#### Exercise details
Search the data below for "ensure"; list each line that holds it.

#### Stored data
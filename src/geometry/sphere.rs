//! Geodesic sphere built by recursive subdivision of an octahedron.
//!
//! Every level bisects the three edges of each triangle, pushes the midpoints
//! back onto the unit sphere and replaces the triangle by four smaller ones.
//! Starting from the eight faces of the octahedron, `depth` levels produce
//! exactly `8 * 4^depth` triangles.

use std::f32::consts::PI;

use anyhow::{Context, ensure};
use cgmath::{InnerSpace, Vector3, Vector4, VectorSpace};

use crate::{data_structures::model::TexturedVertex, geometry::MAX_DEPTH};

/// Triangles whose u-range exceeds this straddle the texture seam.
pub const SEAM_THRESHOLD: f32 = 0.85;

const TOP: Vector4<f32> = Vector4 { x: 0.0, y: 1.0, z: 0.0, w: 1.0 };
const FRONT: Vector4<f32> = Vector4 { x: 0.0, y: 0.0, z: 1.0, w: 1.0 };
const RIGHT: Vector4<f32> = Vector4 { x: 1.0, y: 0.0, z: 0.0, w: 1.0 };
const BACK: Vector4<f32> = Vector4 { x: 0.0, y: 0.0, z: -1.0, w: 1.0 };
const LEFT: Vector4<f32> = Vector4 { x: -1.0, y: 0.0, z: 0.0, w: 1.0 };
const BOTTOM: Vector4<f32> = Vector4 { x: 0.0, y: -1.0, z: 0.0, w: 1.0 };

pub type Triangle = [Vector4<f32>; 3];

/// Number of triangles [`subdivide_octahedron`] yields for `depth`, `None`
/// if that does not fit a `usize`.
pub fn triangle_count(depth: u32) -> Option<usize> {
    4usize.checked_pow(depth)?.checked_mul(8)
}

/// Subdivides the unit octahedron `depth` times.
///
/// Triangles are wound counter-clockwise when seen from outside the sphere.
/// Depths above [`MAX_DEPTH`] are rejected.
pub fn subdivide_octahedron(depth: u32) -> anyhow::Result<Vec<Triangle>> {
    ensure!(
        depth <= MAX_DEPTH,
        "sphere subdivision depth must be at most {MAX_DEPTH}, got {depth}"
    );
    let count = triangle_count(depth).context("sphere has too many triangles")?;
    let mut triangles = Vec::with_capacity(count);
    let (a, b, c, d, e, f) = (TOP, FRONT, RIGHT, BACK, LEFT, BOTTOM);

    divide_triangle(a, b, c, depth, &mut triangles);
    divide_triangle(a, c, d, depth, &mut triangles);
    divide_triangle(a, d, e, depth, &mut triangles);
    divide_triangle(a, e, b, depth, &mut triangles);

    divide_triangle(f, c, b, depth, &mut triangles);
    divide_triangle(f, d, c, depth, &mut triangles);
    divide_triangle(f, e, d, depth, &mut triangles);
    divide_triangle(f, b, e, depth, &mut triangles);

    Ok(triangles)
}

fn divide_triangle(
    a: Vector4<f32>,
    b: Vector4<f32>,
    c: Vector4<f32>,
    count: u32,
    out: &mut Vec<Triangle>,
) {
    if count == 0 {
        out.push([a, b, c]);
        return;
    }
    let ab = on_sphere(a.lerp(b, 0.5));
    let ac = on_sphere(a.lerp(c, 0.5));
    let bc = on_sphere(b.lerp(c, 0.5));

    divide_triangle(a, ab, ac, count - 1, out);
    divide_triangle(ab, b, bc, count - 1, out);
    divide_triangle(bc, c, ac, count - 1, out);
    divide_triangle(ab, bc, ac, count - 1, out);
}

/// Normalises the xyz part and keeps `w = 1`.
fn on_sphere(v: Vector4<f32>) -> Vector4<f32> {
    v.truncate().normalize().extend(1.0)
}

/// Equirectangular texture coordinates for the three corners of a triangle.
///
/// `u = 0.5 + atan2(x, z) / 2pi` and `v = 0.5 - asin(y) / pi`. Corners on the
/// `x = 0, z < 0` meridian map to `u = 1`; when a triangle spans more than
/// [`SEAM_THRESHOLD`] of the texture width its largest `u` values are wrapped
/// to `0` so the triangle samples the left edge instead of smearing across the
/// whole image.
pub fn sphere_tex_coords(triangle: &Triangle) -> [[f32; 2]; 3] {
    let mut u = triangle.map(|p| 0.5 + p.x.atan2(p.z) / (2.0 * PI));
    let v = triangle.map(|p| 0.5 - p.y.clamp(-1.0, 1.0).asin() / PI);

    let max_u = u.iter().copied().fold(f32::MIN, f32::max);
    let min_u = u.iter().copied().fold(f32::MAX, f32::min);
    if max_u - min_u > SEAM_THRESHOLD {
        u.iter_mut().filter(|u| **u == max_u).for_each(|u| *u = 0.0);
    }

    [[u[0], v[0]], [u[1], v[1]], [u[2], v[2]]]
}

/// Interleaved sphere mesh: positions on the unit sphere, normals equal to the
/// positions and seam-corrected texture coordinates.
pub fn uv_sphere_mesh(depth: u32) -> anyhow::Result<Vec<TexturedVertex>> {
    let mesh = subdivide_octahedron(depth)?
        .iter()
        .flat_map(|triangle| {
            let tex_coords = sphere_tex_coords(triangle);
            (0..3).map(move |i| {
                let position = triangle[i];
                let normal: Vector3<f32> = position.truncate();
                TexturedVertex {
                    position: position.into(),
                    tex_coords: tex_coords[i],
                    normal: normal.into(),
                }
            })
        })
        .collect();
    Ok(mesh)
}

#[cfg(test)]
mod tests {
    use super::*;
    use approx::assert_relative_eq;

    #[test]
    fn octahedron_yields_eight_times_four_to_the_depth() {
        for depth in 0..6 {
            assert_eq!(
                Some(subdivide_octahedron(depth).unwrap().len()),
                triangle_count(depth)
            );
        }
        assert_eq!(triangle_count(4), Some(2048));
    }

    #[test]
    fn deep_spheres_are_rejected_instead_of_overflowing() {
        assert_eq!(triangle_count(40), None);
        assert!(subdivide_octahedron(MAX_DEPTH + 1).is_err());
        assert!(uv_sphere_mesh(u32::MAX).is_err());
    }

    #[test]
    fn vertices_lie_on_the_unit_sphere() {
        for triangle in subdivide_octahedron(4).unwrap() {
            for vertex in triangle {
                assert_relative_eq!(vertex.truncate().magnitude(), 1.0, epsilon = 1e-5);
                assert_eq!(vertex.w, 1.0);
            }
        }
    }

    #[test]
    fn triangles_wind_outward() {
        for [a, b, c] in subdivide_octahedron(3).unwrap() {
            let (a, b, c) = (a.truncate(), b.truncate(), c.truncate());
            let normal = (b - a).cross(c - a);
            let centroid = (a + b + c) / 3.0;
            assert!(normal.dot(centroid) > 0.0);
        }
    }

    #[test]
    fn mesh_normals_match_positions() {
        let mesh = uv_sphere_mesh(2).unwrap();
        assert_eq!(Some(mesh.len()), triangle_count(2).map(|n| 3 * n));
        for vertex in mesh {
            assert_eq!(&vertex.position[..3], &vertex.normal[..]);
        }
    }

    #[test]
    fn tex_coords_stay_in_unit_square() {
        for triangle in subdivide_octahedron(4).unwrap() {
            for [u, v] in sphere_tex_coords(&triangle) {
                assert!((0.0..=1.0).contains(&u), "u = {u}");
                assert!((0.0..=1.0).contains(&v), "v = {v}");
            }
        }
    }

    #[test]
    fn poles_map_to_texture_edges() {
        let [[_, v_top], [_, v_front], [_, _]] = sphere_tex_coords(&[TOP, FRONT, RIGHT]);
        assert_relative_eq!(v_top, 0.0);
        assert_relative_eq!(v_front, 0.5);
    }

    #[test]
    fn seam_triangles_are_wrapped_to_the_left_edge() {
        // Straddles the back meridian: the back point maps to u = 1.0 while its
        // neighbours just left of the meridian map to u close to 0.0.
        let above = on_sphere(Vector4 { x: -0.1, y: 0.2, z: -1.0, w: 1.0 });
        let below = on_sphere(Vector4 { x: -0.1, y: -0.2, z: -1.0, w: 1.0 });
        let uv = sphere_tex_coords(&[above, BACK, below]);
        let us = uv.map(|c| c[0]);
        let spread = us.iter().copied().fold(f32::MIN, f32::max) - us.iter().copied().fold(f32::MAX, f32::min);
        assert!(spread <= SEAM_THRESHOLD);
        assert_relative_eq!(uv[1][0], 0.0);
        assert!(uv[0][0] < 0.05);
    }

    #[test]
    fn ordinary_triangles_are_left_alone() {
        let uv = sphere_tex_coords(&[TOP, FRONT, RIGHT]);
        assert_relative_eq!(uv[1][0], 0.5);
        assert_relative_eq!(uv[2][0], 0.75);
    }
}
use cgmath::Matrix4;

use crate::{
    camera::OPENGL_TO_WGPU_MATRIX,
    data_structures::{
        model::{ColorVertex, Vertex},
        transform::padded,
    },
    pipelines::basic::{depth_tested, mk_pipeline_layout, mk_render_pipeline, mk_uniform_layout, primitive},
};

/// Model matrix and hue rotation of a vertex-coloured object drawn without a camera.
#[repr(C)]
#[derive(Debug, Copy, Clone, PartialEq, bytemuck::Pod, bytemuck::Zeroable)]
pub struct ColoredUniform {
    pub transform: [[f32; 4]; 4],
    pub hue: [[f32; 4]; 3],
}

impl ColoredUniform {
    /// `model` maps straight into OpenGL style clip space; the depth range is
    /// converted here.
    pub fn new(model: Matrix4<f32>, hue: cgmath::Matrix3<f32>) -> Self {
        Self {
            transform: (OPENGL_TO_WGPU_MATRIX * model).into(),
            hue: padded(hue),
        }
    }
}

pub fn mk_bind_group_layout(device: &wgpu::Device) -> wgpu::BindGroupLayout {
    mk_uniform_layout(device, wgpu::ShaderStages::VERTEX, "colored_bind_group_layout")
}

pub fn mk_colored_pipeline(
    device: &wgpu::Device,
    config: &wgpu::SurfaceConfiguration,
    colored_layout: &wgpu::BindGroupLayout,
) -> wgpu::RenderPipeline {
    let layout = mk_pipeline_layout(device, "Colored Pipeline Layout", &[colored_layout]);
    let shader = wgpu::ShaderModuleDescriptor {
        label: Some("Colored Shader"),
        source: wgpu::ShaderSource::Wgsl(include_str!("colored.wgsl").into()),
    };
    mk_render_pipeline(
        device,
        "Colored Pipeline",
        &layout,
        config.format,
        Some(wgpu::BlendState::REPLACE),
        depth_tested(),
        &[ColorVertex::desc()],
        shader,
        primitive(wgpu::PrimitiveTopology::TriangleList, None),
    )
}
==
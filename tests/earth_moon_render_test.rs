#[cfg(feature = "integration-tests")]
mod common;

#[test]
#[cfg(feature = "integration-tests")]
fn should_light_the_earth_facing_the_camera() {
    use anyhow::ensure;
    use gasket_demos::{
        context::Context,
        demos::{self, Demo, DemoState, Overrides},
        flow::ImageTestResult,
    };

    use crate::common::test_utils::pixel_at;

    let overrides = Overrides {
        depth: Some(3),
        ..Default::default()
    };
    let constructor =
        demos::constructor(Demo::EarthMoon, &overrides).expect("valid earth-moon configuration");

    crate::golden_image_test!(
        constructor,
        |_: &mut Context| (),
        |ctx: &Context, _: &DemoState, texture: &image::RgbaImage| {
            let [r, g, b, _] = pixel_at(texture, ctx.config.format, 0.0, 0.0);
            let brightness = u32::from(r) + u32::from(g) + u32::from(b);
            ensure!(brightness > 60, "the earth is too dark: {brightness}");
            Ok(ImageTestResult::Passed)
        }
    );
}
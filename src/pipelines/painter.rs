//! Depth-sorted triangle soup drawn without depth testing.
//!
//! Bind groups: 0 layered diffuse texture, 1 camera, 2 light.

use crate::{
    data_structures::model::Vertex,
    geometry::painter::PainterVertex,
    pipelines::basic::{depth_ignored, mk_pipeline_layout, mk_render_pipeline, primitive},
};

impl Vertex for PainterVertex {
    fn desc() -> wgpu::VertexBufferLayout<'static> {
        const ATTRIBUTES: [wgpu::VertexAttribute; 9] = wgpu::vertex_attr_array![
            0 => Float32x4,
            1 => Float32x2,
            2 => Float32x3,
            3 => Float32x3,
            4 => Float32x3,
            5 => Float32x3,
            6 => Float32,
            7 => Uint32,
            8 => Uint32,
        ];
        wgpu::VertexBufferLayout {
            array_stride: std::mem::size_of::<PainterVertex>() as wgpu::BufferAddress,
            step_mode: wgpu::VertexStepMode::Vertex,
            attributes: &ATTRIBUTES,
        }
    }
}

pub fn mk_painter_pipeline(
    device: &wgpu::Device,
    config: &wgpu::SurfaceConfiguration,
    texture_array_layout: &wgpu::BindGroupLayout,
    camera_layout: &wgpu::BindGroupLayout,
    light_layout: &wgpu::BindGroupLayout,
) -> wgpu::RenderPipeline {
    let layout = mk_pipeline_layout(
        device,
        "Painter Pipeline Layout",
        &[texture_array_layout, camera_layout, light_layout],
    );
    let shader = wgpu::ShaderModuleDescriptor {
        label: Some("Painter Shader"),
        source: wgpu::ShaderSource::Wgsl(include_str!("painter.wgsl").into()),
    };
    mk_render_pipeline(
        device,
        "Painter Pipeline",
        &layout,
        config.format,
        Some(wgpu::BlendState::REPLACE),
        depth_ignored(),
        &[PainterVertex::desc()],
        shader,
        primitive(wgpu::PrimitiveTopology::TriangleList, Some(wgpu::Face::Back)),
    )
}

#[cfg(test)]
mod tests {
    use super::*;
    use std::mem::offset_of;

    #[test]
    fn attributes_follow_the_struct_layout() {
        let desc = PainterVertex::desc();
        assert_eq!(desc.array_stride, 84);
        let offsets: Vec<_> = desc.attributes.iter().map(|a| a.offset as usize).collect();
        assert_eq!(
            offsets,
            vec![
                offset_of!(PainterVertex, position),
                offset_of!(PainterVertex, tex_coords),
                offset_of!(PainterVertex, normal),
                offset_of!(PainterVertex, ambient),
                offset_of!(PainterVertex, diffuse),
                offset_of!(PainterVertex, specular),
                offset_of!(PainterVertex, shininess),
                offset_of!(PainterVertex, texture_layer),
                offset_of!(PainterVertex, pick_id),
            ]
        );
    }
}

#### Answer section
use anyhow::{Context, ensure};
    ensure!(
    use anyhow::ensure;
            ensure!(brightness > 60, "the earth is too dark: {brightness}");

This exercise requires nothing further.